# INSTRUCTIONS FOR THE TASK
Gather all lines in the entries that include the word "used".

# DATA
* * * * * * *
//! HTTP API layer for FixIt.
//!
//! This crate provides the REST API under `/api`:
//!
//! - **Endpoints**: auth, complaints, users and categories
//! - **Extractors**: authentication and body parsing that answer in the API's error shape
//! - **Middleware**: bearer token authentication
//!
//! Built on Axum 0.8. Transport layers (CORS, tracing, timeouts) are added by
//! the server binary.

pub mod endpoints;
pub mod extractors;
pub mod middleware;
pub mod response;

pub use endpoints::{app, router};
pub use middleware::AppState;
* * * * * * *
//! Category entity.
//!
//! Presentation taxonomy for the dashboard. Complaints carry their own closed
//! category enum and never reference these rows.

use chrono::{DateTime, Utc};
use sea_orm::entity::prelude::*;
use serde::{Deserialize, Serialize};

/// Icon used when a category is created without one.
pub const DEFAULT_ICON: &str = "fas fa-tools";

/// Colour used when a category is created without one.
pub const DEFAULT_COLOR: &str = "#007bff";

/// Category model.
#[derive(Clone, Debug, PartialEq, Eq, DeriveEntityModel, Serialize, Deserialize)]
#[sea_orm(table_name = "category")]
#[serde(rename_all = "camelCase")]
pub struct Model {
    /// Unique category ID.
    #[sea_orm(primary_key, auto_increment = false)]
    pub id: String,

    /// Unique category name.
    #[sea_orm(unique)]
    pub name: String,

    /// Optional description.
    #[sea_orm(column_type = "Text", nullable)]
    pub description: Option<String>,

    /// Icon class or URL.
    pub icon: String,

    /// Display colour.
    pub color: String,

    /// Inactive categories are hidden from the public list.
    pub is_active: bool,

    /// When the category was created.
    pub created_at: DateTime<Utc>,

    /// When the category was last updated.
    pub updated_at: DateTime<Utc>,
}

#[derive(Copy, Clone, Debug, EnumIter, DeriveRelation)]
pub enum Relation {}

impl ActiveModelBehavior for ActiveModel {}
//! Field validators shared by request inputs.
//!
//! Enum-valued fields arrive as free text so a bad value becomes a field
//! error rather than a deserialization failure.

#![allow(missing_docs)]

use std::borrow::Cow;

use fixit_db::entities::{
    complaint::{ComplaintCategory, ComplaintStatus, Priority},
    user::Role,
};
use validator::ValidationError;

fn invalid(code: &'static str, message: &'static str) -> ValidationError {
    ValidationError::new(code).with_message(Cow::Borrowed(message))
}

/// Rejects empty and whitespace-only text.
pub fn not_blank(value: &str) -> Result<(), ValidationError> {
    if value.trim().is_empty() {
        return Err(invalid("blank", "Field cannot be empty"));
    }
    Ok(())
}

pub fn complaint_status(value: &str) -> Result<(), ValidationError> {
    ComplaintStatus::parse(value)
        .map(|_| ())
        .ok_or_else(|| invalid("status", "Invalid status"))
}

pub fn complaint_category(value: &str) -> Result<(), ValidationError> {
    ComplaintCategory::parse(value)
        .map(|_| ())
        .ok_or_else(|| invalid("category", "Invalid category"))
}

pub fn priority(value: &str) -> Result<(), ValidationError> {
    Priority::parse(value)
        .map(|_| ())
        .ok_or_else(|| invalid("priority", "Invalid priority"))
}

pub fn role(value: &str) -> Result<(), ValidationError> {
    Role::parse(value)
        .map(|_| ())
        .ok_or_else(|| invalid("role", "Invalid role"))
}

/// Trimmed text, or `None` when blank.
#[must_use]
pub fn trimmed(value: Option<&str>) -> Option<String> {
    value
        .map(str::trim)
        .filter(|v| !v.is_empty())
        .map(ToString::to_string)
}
* * * * * * *
# EXERCISE RESULT
/// Icon used when a category is created without one.
/// Colour used when a category is created without one.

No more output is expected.